(Saved data entries)
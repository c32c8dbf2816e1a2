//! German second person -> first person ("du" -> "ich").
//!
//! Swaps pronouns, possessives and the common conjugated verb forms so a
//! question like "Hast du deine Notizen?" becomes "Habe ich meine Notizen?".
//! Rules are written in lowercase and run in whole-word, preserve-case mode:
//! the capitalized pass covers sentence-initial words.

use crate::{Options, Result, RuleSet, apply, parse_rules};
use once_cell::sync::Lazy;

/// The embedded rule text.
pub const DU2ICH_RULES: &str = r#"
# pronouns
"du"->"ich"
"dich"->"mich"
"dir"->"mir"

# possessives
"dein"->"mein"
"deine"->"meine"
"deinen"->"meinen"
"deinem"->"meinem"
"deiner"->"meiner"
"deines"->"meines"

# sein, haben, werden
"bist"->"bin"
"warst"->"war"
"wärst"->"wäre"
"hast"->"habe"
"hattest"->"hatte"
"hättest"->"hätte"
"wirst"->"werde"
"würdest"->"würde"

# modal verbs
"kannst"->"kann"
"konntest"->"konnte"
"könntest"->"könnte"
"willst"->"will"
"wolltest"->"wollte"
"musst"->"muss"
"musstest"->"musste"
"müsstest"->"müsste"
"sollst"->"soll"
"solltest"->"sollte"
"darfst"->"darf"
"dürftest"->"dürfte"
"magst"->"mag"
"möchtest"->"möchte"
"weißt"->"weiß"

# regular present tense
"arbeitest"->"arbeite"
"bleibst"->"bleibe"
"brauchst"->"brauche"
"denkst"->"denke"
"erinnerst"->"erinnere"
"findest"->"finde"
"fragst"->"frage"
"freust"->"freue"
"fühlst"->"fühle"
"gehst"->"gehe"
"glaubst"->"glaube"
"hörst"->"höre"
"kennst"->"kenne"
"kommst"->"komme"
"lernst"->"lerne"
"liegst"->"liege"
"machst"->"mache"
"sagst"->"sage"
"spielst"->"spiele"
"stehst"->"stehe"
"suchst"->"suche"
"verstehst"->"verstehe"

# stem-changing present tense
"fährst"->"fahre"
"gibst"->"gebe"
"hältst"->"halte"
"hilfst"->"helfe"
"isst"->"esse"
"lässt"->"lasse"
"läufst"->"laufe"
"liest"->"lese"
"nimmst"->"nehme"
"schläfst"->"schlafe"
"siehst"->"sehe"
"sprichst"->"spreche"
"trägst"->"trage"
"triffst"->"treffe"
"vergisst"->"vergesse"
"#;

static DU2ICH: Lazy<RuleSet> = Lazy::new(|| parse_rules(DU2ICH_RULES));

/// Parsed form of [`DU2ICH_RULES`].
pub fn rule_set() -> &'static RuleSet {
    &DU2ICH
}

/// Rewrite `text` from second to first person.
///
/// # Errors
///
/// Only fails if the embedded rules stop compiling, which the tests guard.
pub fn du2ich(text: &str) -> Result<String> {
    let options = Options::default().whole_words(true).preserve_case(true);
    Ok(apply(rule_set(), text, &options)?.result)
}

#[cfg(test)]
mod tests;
==
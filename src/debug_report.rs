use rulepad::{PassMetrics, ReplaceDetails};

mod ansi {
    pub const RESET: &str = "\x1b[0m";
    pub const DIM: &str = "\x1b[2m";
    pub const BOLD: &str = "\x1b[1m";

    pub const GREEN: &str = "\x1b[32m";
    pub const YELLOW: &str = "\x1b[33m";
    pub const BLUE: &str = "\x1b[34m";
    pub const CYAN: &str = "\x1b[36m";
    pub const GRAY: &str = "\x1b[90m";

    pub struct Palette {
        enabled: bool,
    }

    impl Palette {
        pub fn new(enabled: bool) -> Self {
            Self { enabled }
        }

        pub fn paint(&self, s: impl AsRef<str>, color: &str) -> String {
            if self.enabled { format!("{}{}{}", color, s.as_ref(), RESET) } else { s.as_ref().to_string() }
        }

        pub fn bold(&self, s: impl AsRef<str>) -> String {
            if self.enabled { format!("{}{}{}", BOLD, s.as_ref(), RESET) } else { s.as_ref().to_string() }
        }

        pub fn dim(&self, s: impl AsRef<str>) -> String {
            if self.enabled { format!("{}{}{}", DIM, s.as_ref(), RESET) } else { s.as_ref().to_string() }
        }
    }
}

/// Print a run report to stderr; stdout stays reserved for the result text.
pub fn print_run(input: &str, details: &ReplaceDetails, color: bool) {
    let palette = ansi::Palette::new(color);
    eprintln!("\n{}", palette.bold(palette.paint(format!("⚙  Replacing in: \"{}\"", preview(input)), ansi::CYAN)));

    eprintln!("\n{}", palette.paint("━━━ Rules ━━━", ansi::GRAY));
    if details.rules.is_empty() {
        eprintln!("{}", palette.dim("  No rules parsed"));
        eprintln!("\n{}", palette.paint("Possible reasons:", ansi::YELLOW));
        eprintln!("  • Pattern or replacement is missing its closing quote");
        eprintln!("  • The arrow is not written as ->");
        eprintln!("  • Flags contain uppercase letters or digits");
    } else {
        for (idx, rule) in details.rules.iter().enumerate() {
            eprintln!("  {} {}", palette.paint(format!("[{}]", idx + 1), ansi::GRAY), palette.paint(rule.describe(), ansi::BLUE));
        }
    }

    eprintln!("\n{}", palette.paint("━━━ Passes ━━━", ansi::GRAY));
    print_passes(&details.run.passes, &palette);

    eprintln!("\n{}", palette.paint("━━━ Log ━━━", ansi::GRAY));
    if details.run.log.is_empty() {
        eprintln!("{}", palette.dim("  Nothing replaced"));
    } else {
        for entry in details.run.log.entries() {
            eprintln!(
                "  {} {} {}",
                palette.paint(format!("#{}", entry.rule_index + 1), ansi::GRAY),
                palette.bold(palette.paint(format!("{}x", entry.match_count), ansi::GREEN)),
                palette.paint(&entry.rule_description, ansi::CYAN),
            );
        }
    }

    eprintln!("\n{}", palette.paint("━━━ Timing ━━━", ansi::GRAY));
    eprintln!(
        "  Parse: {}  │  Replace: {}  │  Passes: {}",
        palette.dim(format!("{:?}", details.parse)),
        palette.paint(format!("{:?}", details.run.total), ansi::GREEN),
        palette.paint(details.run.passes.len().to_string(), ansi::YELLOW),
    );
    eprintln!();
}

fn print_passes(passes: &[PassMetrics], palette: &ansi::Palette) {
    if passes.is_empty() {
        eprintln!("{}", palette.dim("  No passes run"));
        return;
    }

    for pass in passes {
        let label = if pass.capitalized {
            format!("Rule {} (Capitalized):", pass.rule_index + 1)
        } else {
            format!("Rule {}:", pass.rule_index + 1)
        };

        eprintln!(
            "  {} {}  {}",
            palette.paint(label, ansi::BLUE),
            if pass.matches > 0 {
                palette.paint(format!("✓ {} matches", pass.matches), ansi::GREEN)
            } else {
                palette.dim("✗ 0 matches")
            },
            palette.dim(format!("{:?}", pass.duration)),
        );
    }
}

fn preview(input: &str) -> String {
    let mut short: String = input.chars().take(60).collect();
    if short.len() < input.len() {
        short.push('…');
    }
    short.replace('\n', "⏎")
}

Work to be completed: Match on "CYAN" and report each line of the data above that has it.

Answer to this exercise:
    pub const CYAN: &str = "\x1b[36m";
    eprintln!("\n{}", palette.bold(palette.paint(format!("⚙  Replacing in: \"{}\"", preview(input)), ansi::CYAN)));
                palette.paint(&entry.rule_description, ansi::CYAN),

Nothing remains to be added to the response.